→ Brief:
Exercise in exact copying. Transcribe every entry that follows, word for word.

══════

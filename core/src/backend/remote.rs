//! Remote Assistant Implementation
//!
//! HTTP client for the knowledge-assistant service.
//!
//! # Assistant API
//!
//! One endpoint: `POST {base}/ask` with a JSON body
//! `{"query": "...", "variables": {}}` and a bearer credential. The reply
//! is `{"answer": "...", "url": ["...", ...]}`; either field may be
//! missing and the caller decides how to degrade.
//!
//! The client deliberately sets no request timeout: a question stays
//! outstanding until the service answers or the connection drops.

use async_trait::async_trait;
use reqwest::StatusCode;

use super::traits::{AskError, AskReply, AssistantBackend};

/// HTTP client for the assistant service
#[derive(Clone)]
pub struct RemoteAssistant {
    /// Base URL without the trailing slash
    base_url: String,
    /// HTTP client
    http_client: reqwest::Client,
}

impl RemoteAssistant {
    /// Create a client for the service at `base_url`.
    pub fn new(base_url: impl Into<String>) -> Self {
        let base_url = base_url.into().trim_end_matches('/').to_string();
        Self {
            base_url,
            http_client: reqwest::Client::new(),
        }
    }

    /// Get the ask endpoint URL
    fn ask_url(&self) -> String {
        format!("{}/ask", self.base_url)
    }
}

#[async_trait]
impl AssistantBackend for RemoteAssistant {
    fn endpoint(&self) -> String {
        self.base_url.clone()
    }

    async fn ask(&self, query: &str, credential: &str) -> Result<AskReply, AskError> {
        let body = serde_json::json!({
            "query": query,
            "variables": {},
        });

        let response = self
            .http_client
            .post(self.ask_url())
            .bearer_auth(credential)
            .json(&body)
            .send()
            .await
            .map_err(|e| AskError::Transport(e.to_string()))?;

        let status = response.status();
        if status == StatusCode::UNAUTHORIZED {
            return Err(AskError::AuthRejected);
        }
        if !status.is_success() {
            let body = response.text().await.unwrap_or_default();
            tracing::warn!(status = status.as_u16(), "Assistant endpoint error");
            return Err(AskError::Endpoint {
                status: status.as_u16(),
                body,
            });
        }

        let data: serde_json::Value = response
            .json()
            .await
            .map_err(|e| AskError::Transport(e.to_string()))?;

        Ok(parse_reply(&data))
    }
}

/// Extract the answer and link list from a reply document.
///
/// Missing or mistyped fields degrade to absence instead of erroring; the
/// chat flow substitutes its fallback text for an absent answer.
fn parse_reply(data: &serde_json::Value) -> AskReply {
    let answer = data
        .get("answer")
        .and_then(|a| a.as_str())
        .map(String::from);

    let links = data
        .get("url")
        .and_then(|u| u.as_array())
        .map(|arr| {
            arr.iter()
                .filter_map(|v| v.as_str().map(String::from))
                .collect()
        })
        .unwrap_or_default();

    AskReply { answer, links }
}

══════

→ Solution below:
filename core/src/backend/remote.rs
//! Remote Assistant Implementation
//!
//! HTTP client for the knowledge-assistant service.
//!
//! # Assistant API
//!
//! One endpoint: `POST {base}/ask` with a JSON body
//! `{"query": "...", "variables": {}}` and a bearer credential. The reply
//! is `{"answer": "...", "url": ["...", ...]}`; either field may be
//! missing and the caller decides how to degrade.
//!
//! The client deliberately sets no request timeout: a question stays
//! outstanding until the service answers or the connection drops.

use async_trait::async_trait;
use reqwest::StatusCode;

use super::traits::{AskError, AskReply, AssistantBackend};

/// HTTP client for the assistant service
#[derive(Clone)]
pub struct RemoteAssistant {
    /// Base URL without the trailing slash
    base_url: String,
    /// HTTP client
    http_client: reqwest::Client,
}

impl RemoteAssistant {
    /// Create a client for the service at `base_url`.
    pub fn new(base_url: impl Into<String>) -> Self {
        let base_url = base_url.into().trim_end_matches('/').to_string();
        Self {
            base_url,
            http_client: reqwest::Client::new(),
        }
    }

    /// Get the ask endpoint URL
    fn ask_url(&self) -> String {
        format!("{}/ask", self.base_url)
    }
}

#[async_trait]
impl AssistantBackend for RemoteAssistant {
    fn endpoint(&self) -> String {
        self.base_url.clone()
    }

    async fn ask(&self, query: &str, credential: &str) -> Result<AskReply, AskError> {
        let body = serde_json::json!({
            "query": query,
            "variables": {},
        });

        let response = self
            .http_client
            .post(self.ask_url())
            .bearer_auth(credential)
            .json(&body)
            .send()
            .await
            .map_err(|e| AskError::Transport(e.to_string()))?;

        let status = response.status();
        if status == StatusCode::UNAUTHORIZED {
            return Err(AskError::AuthRejected);
        }
        if !status.is_success() {
            let body = response.text().await.unwrap_or_default();
            tracing::warn!(status = status.as_u16(), "Assistant endpoint error");
            return Err(AskError::Endpoint {
                status: status.as_u16(),
                body,
            });
        }

        let data: serde_json::Value = response
            .json()
            .await
            .map_err(|e| AskError::Transport(e.to_string()))?;

        Ok(parse_reply(&data))
    }
}

/// Extract the answer and link list from a reply document.
///
/// Missing or mistyped fields degrade to absence instead of erroring; the
/// chat flow substitutes its fallback text for an absent answer.
fn parse_reply(data: &serde_json::Value) -> AskReply {
    let answer = data
        .get("answer")
        .and_then(|a| a.as_str())
        .map(String::from);

    let links = data
        .get("url")
        .and_then(|u| u.as_array())
        .map(|arr| {
            arr.iter()
                .filter_map(|v| v.as_str().map(String::from))
                .collect()
        })
        .unwrap_or_default();

    AskReply { answer, links }
}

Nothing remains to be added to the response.